▶ **WHAT TO WORK ON**:
Reproduce every entry exactly as written.

▶ **DATA EXTRACTS**:
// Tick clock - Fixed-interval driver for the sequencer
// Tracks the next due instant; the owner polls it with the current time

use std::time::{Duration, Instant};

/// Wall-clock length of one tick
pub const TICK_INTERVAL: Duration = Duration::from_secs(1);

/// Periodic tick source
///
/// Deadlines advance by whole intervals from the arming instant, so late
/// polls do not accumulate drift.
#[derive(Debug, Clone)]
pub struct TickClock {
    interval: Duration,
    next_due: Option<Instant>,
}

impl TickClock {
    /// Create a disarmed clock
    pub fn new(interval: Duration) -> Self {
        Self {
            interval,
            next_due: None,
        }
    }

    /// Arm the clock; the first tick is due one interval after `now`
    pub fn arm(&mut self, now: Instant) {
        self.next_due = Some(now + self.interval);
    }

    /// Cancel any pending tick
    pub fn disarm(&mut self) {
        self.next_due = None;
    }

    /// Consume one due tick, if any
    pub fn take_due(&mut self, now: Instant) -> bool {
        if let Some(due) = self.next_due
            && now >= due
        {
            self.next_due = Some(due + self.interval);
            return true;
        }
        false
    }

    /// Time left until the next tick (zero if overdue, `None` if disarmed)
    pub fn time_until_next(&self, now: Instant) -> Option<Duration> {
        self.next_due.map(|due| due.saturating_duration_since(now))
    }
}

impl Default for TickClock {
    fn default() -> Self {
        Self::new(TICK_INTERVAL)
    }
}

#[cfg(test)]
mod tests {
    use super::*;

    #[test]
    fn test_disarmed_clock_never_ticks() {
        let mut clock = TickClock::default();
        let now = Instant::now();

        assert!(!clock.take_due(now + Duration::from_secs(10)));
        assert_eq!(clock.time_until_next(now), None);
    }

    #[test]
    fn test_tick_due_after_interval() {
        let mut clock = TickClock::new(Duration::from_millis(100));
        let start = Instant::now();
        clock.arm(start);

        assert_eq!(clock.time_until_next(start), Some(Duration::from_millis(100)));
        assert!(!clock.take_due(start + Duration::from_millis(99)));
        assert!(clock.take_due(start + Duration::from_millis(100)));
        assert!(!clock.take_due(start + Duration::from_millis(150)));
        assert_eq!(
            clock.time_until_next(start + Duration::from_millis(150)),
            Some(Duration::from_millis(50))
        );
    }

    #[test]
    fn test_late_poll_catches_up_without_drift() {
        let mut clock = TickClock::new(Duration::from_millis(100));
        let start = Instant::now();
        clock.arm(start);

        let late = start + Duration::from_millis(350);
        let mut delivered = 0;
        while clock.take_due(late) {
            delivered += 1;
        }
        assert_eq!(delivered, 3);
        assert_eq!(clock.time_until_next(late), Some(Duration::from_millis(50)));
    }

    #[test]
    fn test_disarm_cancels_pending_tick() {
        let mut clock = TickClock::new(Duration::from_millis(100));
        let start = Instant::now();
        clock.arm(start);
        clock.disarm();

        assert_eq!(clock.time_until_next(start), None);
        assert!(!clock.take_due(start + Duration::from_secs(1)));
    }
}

▶ **YOUR RESPONSE**:
// Tick clock - Fixed-interval driver for the sequencer
// Tracks the next due instant; the owner polls it with the current time

use std::time::{Duration, Instant};

/// Wall-clock length of one tick
pub const TICK_INTERVAL: Duration = Duration::from_secs(1);

/// Periodic tick source
///
/// Deadlines advance by whole intervals from the arming instant, so late
/// polls do not accumulate drift.
#[derive(Debug, Clone)]
pub struct TickClock {
    interval: Duration,
    next_due: Option<Instant>,
}

impl TickClock {
    /// Create a disarmed clock
    pub fn new(interval: Duration) -> Self {
        Self {
            interval,
            next_due: None,
        }
    }

    /// Arm the clock; the first tick is due one interval after `now`
    pub fn arm(&mut self, now: Instant) {
        self.next_due = Some(now + self.interval);
    }

    /// Cancel any pending tick
    pub fn disarm(&mut self) {
        self.next_due = None;
    }

    /// Consume one due tick, if any
    pub fn take_due(&mut self, now: Instant) -> bool {
        if let Some(due) = self.next_due
            && now >= due
        {
            self.next_due = Some(due + self.interval);
            return true;
        }
        false
    }

    /// Time left until the next tick (zero if overdue, `None` if disarmed)
    pub fn time_until_next(&self, now: Instant) -> Option<Duration> {
        self.next_due.map(|due| due.saturating_duration_since(now))
    }
}

impl Default for TickClock {
    fn default() -> Self {
        Self::new(TICK_INTERVAL)
    }
}

#[cfg(test)]
mod tests {
    use super::*;

    #[test]
    fn test_disarmed_clock_never_ticks() {
        let mut clock = TickClock::default();
        let now = Instant::now();

        assert!(!clock.take_due(now + Duration::from_secs(10)));
        assert_eq!(clock.time_until_next(now), None);
    }

    #[test]
    fn test_tick_due_after_interval() {
        let mut clock = TickClock::new(Duration::from_millis(100));
        let start = Instant::now();
        clock.arm(start);

        assert_eq!(clock.time_until_next(start), Some(Duration::from_millis(100)));
        assert!(!clock.take_due(start + Duration::from_millis(99)));
        assert!(clock.take_due(start + Duration::from_millis(100)));
        assert!(!clock.take_due(start + Duration::from_millis(150)));
        assert_eq!(
            clock.time_until_next(start + Duration::from_millis(150)),
            Some(Duration::from_millis(50))
        );
    }

    #[test]
    fn test_late_poll_catches_up_without_drift() {
        let mut clock = TickClock::new(Duration::from_millis(100));
        let start = Instant::now();
        clock.arm(start);

        let late = start + Duration::from_millis(350);
        let mut delivered = 0;
        while clock.take_due(late) {
            delivered += 1;
        }
        assert_eq!(delivered, 3);
        assert_eq!(clock.time_until_next(late), Some(Duration::from_millis(50)));
    }

    #[test]
    fn test_disarm_cancels_pending_tick() {
        let mut clock = TickClock::new(Duration::from_millis(100));
        let start = Instant::now();
        clock.arm(start);
        clock.disarm();

        assert_eq!(clock.time_until_next(start), None);
        assert!(!clock.take_due(start + Duration::from_secs(1)));
    }
}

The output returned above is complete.